**Work to complete**
Exactly how many lines of the data below include the string "PathBuf"? State the number and nothing more.

**Exercise data**
=== Section Start ===

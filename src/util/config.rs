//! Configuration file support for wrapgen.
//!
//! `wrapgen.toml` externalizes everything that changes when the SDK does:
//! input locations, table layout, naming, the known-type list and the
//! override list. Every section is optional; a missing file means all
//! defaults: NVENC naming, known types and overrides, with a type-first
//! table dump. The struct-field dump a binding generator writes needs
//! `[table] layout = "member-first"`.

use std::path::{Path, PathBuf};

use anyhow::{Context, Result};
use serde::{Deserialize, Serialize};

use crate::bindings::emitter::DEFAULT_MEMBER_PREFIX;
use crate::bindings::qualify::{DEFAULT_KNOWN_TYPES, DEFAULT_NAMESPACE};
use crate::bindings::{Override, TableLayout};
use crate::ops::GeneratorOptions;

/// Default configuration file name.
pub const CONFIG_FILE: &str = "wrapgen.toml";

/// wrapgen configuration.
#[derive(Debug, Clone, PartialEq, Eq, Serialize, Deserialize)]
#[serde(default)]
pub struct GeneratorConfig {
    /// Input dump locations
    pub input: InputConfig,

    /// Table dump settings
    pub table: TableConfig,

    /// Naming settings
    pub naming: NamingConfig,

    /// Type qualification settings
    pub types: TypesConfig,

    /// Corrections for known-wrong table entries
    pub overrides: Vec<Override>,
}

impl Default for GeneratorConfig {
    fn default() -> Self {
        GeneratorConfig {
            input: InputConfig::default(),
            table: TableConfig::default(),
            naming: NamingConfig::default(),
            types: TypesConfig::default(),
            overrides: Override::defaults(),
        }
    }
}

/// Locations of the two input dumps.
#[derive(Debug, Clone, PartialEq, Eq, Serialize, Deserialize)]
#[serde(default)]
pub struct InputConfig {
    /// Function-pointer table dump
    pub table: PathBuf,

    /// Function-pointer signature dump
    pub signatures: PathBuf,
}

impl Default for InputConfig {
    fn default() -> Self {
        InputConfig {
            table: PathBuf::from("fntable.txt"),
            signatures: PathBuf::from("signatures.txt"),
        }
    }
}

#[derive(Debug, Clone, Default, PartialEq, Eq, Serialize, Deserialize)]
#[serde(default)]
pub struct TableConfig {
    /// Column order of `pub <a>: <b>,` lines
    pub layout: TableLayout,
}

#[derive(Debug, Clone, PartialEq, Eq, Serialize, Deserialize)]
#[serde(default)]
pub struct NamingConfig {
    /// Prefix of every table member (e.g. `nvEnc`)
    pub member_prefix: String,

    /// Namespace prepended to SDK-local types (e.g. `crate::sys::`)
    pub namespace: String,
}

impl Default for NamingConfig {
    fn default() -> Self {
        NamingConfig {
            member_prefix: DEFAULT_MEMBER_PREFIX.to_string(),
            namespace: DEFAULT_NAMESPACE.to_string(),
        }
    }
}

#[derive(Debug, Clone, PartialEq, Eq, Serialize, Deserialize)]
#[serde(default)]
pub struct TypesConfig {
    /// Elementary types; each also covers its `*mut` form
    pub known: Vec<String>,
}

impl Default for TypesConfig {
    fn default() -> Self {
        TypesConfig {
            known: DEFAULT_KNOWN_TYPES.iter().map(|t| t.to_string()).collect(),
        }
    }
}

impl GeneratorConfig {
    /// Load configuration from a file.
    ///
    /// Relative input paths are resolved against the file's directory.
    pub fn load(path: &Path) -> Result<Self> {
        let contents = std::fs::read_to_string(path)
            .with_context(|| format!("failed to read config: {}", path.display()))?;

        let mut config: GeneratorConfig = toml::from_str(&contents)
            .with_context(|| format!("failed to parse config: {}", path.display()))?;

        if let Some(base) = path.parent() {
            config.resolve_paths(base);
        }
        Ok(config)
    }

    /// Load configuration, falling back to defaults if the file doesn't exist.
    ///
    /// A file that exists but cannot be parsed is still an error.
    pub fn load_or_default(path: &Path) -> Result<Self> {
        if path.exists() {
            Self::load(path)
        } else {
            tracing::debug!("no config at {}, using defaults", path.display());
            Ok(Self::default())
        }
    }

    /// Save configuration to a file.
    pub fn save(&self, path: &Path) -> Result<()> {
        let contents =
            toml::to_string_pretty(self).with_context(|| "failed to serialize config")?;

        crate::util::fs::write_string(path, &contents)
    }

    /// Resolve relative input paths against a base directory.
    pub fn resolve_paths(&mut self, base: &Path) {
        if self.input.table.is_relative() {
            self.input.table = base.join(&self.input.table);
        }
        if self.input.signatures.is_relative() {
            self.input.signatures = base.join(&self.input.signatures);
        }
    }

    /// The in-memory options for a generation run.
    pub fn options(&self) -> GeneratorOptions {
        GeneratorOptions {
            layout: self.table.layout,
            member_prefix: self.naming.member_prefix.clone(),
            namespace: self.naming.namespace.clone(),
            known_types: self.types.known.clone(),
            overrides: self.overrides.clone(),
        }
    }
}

=== Section End ===
=== Section Start ===

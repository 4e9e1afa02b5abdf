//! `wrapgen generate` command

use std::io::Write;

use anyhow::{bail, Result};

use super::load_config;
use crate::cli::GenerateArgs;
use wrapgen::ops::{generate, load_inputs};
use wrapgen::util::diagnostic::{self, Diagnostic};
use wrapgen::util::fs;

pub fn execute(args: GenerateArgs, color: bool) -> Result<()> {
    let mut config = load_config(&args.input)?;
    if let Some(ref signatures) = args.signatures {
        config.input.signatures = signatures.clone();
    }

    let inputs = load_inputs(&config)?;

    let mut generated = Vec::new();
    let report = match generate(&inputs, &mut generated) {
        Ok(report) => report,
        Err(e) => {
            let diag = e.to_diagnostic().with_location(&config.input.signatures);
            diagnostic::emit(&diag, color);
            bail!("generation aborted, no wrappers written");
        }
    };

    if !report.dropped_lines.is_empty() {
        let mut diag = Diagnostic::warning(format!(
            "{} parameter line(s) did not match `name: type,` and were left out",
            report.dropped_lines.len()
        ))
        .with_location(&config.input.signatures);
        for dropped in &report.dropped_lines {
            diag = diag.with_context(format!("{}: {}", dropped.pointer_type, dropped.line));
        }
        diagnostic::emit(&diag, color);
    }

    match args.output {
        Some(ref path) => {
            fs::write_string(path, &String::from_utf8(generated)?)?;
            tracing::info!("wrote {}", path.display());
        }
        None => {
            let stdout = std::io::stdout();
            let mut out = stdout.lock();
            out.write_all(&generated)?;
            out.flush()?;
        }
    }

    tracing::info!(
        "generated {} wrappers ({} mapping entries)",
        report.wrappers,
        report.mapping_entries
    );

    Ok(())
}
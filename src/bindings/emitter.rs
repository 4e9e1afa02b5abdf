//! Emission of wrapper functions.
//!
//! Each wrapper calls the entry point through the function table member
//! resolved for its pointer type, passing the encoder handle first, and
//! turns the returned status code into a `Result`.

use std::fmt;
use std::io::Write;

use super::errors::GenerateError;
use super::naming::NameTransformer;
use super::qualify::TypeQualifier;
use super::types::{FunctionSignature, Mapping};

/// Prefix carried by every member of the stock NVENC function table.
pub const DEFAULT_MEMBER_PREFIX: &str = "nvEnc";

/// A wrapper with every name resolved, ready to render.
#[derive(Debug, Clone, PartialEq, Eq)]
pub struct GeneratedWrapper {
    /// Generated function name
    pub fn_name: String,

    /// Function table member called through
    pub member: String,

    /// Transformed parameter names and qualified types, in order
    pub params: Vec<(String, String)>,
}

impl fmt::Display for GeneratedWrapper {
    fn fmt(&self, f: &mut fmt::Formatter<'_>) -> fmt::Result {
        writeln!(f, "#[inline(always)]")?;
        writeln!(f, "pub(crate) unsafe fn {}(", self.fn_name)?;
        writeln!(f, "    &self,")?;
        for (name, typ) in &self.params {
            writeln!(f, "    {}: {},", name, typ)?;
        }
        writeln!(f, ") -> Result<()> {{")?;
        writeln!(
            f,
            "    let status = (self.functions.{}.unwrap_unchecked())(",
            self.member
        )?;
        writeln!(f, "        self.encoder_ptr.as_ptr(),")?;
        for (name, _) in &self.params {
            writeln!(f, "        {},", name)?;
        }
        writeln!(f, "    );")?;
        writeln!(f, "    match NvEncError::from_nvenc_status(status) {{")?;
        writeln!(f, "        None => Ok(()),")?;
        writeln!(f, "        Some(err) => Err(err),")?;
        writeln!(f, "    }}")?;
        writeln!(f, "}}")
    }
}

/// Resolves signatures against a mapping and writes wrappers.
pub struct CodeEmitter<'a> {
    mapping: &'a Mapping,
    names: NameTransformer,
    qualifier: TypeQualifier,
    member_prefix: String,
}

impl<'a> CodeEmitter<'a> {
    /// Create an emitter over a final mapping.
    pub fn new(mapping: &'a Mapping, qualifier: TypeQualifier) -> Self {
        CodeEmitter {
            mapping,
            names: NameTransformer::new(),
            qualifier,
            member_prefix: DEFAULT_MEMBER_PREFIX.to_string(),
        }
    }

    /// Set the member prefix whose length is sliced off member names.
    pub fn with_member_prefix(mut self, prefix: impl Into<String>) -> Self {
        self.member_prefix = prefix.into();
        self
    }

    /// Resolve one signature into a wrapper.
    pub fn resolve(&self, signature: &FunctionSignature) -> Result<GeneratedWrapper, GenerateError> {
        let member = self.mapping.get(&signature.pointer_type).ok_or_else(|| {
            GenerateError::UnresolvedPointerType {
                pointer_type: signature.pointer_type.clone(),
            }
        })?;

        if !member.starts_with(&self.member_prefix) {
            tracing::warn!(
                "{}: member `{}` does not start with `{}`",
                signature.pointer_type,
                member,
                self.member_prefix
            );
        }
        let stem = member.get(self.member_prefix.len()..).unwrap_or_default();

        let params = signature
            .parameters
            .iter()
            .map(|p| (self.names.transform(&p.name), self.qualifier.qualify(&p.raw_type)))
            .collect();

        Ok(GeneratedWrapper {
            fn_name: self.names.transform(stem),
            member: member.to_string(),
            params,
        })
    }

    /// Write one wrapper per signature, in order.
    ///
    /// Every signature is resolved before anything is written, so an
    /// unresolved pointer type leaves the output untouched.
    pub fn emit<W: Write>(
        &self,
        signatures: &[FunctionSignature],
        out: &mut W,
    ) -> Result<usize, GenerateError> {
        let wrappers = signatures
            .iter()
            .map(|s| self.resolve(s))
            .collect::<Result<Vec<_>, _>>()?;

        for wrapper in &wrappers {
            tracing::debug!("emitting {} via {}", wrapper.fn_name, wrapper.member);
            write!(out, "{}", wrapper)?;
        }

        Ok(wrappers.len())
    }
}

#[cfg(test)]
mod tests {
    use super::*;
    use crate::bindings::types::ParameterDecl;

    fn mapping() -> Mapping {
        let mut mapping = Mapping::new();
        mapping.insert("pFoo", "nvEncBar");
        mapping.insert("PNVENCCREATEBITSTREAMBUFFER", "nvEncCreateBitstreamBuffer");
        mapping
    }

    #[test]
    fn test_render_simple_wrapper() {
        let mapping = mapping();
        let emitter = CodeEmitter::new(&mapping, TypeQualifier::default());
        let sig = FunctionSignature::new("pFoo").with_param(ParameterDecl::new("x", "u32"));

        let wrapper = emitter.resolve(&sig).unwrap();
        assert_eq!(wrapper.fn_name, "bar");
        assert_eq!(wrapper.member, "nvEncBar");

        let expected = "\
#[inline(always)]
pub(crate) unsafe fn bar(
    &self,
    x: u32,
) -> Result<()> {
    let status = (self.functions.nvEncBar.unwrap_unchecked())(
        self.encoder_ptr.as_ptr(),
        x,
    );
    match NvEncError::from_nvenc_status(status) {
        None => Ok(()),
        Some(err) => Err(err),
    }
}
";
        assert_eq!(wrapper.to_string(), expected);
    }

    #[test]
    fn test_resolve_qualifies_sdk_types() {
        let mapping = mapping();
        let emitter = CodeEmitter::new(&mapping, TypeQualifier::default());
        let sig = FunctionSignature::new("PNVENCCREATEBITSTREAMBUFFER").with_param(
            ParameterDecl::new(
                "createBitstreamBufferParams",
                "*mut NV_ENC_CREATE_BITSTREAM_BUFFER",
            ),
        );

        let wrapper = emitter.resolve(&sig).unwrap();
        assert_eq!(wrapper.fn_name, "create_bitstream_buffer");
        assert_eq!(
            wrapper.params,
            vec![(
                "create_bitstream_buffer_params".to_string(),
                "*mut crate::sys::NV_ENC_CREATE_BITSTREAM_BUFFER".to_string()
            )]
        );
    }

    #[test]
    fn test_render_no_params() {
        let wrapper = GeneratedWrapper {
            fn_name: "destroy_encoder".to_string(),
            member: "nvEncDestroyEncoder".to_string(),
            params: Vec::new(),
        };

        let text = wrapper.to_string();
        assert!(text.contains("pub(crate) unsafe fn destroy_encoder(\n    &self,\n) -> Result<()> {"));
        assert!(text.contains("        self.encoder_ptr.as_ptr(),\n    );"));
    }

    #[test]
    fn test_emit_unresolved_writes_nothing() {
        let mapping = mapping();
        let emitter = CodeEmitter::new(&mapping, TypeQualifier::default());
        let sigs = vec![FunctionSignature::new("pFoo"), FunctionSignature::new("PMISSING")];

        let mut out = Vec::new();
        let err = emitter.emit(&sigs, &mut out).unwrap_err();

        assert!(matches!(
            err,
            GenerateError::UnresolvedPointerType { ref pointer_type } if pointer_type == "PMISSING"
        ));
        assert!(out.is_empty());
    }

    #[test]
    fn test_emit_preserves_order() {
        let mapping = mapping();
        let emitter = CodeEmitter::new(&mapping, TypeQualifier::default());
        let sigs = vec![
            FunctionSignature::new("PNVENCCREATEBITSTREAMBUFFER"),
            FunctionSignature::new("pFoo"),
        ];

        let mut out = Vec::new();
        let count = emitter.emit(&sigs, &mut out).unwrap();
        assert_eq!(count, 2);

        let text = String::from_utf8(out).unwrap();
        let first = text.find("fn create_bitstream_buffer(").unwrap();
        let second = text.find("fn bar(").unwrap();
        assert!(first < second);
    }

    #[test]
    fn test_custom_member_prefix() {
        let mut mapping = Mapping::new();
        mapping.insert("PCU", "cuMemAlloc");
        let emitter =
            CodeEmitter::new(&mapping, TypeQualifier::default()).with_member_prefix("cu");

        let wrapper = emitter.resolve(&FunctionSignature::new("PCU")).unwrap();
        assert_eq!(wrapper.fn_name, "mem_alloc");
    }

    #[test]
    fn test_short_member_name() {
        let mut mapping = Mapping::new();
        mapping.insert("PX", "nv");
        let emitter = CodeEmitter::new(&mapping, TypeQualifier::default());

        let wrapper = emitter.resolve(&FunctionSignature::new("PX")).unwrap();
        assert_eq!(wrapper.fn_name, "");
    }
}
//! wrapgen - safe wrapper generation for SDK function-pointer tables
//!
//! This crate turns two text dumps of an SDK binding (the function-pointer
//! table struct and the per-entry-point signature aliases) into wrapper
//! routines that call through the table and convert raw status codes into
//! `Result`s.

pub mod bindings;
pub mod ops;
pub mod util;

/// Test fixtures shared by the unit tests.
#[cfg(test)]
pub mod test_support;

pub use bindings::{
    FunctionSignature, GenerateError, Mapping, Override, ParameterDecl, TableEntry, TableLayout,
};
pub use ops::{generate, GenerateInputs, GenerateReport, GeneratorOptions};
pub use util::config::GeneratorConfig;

=== Section End ===
=== Section Start ===

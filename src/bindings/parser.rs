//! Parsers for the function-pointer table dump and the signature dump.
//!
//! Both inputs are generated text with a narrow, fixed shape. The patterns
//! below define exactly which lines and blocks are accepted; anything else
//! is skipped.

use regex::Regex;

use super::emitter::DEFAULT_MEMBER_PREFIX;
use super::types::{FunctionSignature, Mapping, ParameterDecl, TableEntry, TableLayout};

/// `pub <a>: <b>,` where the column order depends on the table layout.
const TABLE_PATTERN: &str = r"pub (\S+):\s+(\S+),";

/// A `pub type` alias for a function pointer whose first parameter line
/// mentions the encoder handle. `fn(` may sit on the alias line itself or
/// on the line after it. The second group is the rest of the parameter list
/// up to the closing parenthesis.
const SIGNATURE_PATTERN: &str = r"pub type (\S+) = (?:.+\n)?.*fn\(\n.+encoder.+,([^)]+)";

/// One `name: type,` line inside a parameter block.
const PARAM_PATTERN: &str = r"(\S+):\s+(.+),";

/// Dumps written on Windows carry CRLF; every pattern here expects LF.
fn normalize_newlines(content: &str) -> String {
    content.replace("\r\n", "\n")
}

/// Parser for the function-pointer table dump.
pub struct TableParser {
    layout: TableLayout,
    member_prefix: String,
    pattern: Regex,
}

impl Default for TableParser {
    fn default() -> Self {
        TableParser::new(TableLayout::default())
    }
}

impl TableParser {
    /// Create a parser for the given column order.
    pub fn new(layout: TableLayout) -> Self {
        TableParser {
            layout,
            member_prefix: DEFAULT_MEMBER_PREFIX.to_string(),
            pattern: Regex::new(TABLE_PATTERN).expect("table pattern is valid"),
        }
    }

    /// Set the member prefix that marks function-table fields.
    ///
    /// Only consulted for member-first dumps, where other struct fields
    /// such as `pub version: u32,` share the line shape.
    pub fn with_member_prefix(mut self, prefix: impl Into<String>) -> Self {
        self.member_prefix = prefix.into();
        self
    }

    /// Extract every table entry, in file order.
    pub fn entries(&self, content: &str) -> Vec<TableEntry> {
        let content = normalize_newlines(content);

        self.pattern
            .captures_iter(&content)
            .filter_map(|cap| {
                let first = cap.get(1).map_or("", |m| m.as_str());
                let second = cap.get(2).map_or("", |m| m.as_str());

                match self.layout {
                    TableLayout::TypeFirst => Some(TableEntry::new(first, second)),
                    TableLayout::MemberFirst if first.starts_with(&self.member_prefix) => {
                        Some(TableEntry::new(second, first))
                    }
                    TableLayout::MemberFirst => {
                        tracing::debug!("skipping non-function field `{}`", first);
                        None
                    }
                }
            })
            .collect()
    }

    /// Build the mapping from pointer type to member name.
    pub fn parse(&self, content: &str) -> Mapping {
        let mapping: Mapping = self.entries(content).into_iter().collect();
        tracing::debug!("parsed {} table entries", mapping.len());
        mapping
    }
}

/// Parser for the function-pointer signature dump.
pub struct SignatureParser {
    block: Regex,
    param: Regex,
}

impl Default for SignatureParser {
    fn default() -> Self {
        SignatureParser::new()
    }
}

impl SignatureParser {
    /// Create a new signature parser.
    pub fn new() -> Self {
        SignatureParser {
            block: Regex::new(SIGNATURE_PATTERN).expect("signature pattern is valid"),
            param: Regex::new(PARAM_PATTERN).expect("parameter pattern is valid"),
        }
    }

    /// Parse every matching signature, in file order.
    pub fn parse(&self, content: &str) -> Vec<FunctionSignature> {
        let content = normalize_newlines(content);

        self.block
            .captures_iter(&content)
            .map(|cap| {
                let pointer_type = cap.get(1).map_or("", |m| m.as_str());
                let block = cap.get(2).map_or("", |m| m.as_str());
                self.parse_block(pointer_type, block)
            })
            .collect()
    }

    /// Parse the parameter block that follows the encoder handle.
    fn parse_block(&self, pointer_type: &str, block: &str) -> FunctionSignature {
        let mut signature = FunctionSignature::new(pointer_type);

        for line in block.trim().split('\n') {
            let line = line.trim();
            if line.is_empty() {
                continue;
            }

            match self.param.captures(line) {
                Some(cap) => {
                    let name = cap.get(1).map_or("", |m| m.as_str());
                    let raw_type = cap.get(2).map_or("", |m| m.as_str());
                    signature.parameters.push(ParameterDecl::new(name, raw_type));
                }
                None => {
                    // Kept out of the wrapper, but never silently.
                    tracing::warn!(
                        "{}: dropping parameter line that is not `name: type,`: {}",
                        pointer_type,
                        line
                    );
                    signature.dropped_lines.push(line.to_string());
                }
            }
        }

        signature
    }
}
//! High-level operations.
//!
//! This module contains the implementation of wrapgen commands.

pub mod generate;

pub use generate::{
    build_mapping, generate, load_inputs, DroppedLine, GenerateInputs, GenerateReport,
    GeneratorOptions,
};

=== Section End ===

**Response area**
5